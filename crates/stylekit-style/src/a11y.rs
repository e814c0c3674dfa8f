//! Accessibility overrides applied to a style tree.
//!
//! | Setting              | Keys                                  | Override                 |
//! |----------------------|---------------------------------------|--------------------------|
//! | bold text            | `fontWeight`                          | `"bold"`                 |
//! | reduce transparency  | `opacity` (numeric)                   | `min(1, v + 0.3)`        |
//! | reduce motion        | contains `duration` or `animation`    | `0`                      |
//! | grayscale            | contains `color` (any case)           | grayscale conversion     |
//!
//! Every rule looks at the entry's original value. When more than one rule
//! matches a key, the one lower in the table decides.

use stylekit_core::{AccessibilityKind, AccessibilitySettings};

use crate::grayscale::GrayscaleConverter;
use crate::properties::{PropertyContext, get_color_context};
use crate::tree::{StyleTree, StyleValue};

/// Return an overridden copy of `tree`.
///
/// `converter` is shared across the whole walk so a background converted
/// early in the tree is the contrast reference for foregrounds after it.
pub fn apply_a11y_overrides(
    tree: &StyleTree,
    settings: &AccessibilitySettings,
    converter: &mut GrayscaleConverter<'_>,
) -> StyleTree {
    let bold = settings.is_enabled(AccessibilityKind::BoldText);
    let reduce_transparency = settings.is_enabled(AccessibilityKind::ReduceTransparency);
    let reduce_motion = settings.is_enabled(AccessibilityKind::ReduceMotion);
    let grayscale = settings.is_enabled(AccessibilityKind::Grayscale);

    tree.map_entries(|key, value| {
        if let StyleValue::Tree(sub) = value {
            return StyleValue::Tree(apply_a11y_overrides(sub, settings, converter));
        }

        let mut out = value.clone();
        if bold && key == "fontWeight" {
            out = StyleValue::from("bold");
        }
        if reduce_transparency && key == "opacity" {
            if let StyleValue::Number(v) = value {
                out = StyleValue::Number((v + 0.3).min(1.0));
            }
        }
        if reduce_motion && (key.contains("duration") || key.contains("animation")) {
            out = StyleValue::Number(0.0);
        }
        if grayscale && key.to_ascii_lowercase().contains("color") {
            out = grayscale_entry(key, value, converter);
        }
        out
    })
}

fn grayscale_entry(
    key: &str,
    value: &StyleValue,
    converter: &mut GrayscaleConverter<'_>,
) -> StyleValue {
    let context = get_color_context(key).unwrap_or(PropertyContext::Foreground);
    let font_size = if key.contains("fontSize") {
        value.as_number()
    } else {
        None
    };
    match value {
        StyleValue::Text(color) => StyleValue::Text(converter.convert(color, context, font_size)),
        StyleValue::Number(n) => match packed_color(*n) {
            Some(packed) => StyleValue::Text(converter.convert_packed(packed, context, font_size)),
            None => value.clone(),
        },
        StyleValue::Tree(_) => value.clone(),
    }
}

/// A number is a packed color only when it is an integral `u32`.
fn packed_color(n: f64) -> Option<u32> {
    (n.fract() == 0.0 && (0.0..=f64::from(u32::MAX)).contains(&n)).then_some(n as u32)
}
+++++
ABOUT THIS EXERCISE
Keep every word intact and transcribe the records in full.

TASK OUTPUT
filename crates/stylekit-style/src/a11y.rs
repository e814c0c3674dfa8f
//! Accessibility overrides applied to a style tree.
//!
//! | Setting              | Keys                                  | Override                 |
//! |----------------------|---------------------------------------|--------------------------|
//! | bold text            | `fontWeight`                          | `"bold"`                 |
//! | reduce transparency  | `opacity` (numeric)                   | `min(1, v + 0.3)`        |
//! | reduce motion        | contains `duration` or `animation`    | `0`                      |
//! | grayscale            | contains `color` (any case)           | grayscale conversion     |
//!
//! Every rule looks at the entry's original value. When more than one rule
//! matches a key, the one lower in the table decides.

use stylekit_core::{AccessibilityKind, AccessibilitySettings};

use crate::grayscale::GrayscaleConverter;
use crate::properties::{PropertyContext, get_color_context};
use crate::tree::{StyleTree, StyleValue};

/// Return an overridden copy of `tree`.
///
/// `converter` is shared across the whole walk so a background converted
/// early in the tree is the contrast reference for foregrounds after it.
pub fn apply_a11y_overrides(
    tree: &StyleTree,
    settings: &AccessibilitySettings,
    converter: &mut GrayscaleConverter<'_>,
) -> StyleTree {
    let bold = settings.is_enabled(AccessibilityKind::BoldText);
    let reduce_transparency = settings.is_enabled(AccessibilityKind::ReduceTransparency);
    let reduce_motion = settings.is_enabled(AccessibilityKind::ReduceMotion);
    let grayscale = settings.is_enabled(AccessibilityKind::Grayscale);

    tree.map_entries(|key, value| {
        if let StyleValue::Tree(sub) = value {
            return StyleValue::Tree(apply_a11y_overrides(sub, settings, converter));
        }

        let mut out = value.clone();
        if bold && key == "fontWeight" {
            out = StyleValue::from("bold");
        }
        if reduce_transparency && key == "opacity" {
            if let StyleValue::Number(v) = value {
                out = StyleValue::Number((v + 0.3).min(1.0));
            }
        }
        if reduce_motion && (key.contains("duration") || key.contains("animation")) {
            out = StyleValue::Number(0.0);
        }
        if grayscale && key.to_ascii_lowercase().contains("color") {
            out = grayscale_entry(key, value, converter);
        }
        out
    })
}

fn grayscale_entry(
    key: &str,
    value: &StyleValue,
    converter: &mut GrayscaleConverter<'_>,
) -> StyleValue {
    let context = get_color_context(key).unwrap_or(PropertyContext::Foreground);
    let font_size = if key.contains("fontSize") {
        value.as_number()
    } else {
        None
    };
    match value {
        StyleValue::Text(color) => StyleValue::Text(converter.convert(color, context, font_size)),
        StyleValue::Number(n) => match packed_color(*n) {
            Some(packed) => StyleValue::Text(converter.convert_packed(packed, context, font_size)),
            None => value.clone(),
        },
        StyleValue::Tree(_) => value.clone(),
    }
}

/// A number is a packed color only when it is an integral `u32`.
fn packed_color(n: f64) -> Option<u32> {
    (n.fract() == 0.0 && (0.0..=f64::from(u32::MAX)).contains(&n)).then_some(n as u32)
}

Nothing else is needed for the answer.